Нравственную, а не только эстетическую силу этого юмора мы могли оценить в полной мере в нелегкие дни нашей фронтовой жизни — необученные, безоружные и никем не руководимые мальчишки, обязанные остановить накатывающуюся на Ленинград лавину фашистской армии, перед которой бессильно пятились из Эстонии разрозненные остатки разгромленных регулярных войск. Нетрудно себе представить, какое психологическое воздействие оказывали на нас этот поток отступления и ожидание нашей встречи с фашистами. Что могли мы противопоставить их танкам, самолетам, артиллерии, мотоциклам, автоматам, кроме силы духа, готовности к жертвенному подвигу и веры в конечную победу нашего правого дела?
Вот тут-то и сказывалась живительная сила абрамовского юмора — и его собственного, и того североморского, пинежского, который звучал в его рассказах, байках, частушках. Эту живительную силу абрамовского юмора и абрамовского актерского дара я оценил в полной мере еще раз много лет спустя, когда мы с ним пришли в Мечниковскую больницу навестить мою мать. Она лежала со сломанной ногой в палате, где рядом с ней находилось еще шесть пожилых и совсем старых женщин. Поначалу Федору хотелось развеселить и подбодрить мою мать, которая была счастлива, увидев его, а потом, заметив внимание к необычному посетителю других обитательниц палаты, он повысил голос и стал рассказывать для всех — воспоминания о заграничных поездках, какие-то пинежские истории, бог знает что, но рассказывал так, что все старушки умирали от смеха, а я вместе с ними, и, пока дежурный врач не выставил нас из палаты, Федор не умолкал, словно не насыщаясь той радостью, которую он дарил людям.
* * *
О смелости, гражданском мужестве Федора Абрамова знают все читатели его повестей, романов, критических статей. Но вот эпизод его военной жизни, помогающий увидеть истоки этих качеств.
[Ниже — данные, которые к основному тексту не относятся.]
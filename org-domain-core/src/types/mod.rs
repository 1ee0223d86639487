//! 类型定义模块

mod candidate;
mod org_url;

pub use candidate::{AudienceLoginCandidate, CandidateSet};
pub use org_url::{
    OrgUrl, GS1_AUDIENCE_URL, LOCAL_URL_PARTS, PRODUCTION_LOGIN_URL, SANDBOX_LOGIN_URL,
};

// Re-export resolver 库的公共类型
pub use org_domain_resolver::{Resolution, ResolutionRequest};
//! Registry of origins already warned about for using an insecure scheme

use std::collections::HashSet;
use std::sync::{Arc, Mutex, PoisonError};

/// Remembers which origins have been reported as insecure.
///
/// Shared by every [`OrgUrl`](crate::types::OrgUrl) parsed through the same
/// context so each origin is reported once.
pub trait InsecureOriginRegistry: Send + Sync {
    /// Record `origin`; `true` only on the first sighting.
    fn first_sighting(&self, origin: &str) -> bool;
}

/// In-memory registry
///
/// Entries are never evicted. Clones share the same set.
#[derive(Clone, Default)]
pub struct InMemoryInsecureOriginRegistry {
    origins: Arc<Mutex<HashSet<String>>>,
}

impl InMemoryInsecureOriginRegistry {
    #[must_use]
    pub fn new() -> Self {
        Self::default()
    }

    /// Number of distinct origins seen so far
    pub fn len(&self) -> usize {
        self.origins
            .lock()
            .unwrap_or_else(PoisonError::into_inner)
            .len()
    }

    pub fn is_empty(&self) -> bool {
        self.len() == 0
    }
}

impl InsecureOriginRegistry for InMemoryInsecureOriginRegistry {
    fn first_sighting(&self, origin: &str) -> bool {
        // A panic while holding the lock cannot leave a HashSet half-inserted.
        self.origins
            .lock()
            .unwrap_or_else(PoisonError::into_inner)
            .insert(origin.to_string())
    }
}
Первой проверкой храбрости солдата-ополченца Федора Абрамова стал момент, когда нам, остаткам взвода, выбиравшегося по лесу из окружения, нужно было выяснить, в каком направлении двигаться дальше, чтобы соединиться с какой-нибудь боеспособной воинской частью. Как командир отделения, — а командира взвода с нами не было, — я взял ответственность на себя и сказал: «Надо идти в разведку. Кто со мной?» Первым отозвался Федор. Не из этого ли его, чисто нравственного, чувства выросло впоследствии все его творчество, требовавшее не меньшей смелости, чем военная разведка, и того же самого сознания — нельзя перекладывать на других то, что можешь сделать сам, даже если это связано с немалым риском…
Другая проба абрамовского характера — его непреложное решение демобилизоваться и вернуться в университет, хотя перед ним расстилалась заманчивая по тем временам карьера контрразведчика. Вернуться же предстояло к двум годам нелегкой студенческой жизни с полной неясностью дальнейшей судьбы; писательская профессия была, очевидно, и тогда мечтой, не имевшей еще никаких оснований. Но тут филологическим устремлениям Абрамова пришлось столкнуться с еще одним неожиданным препятствием — искушением поменять литературоведческое образование на искусствоведческое.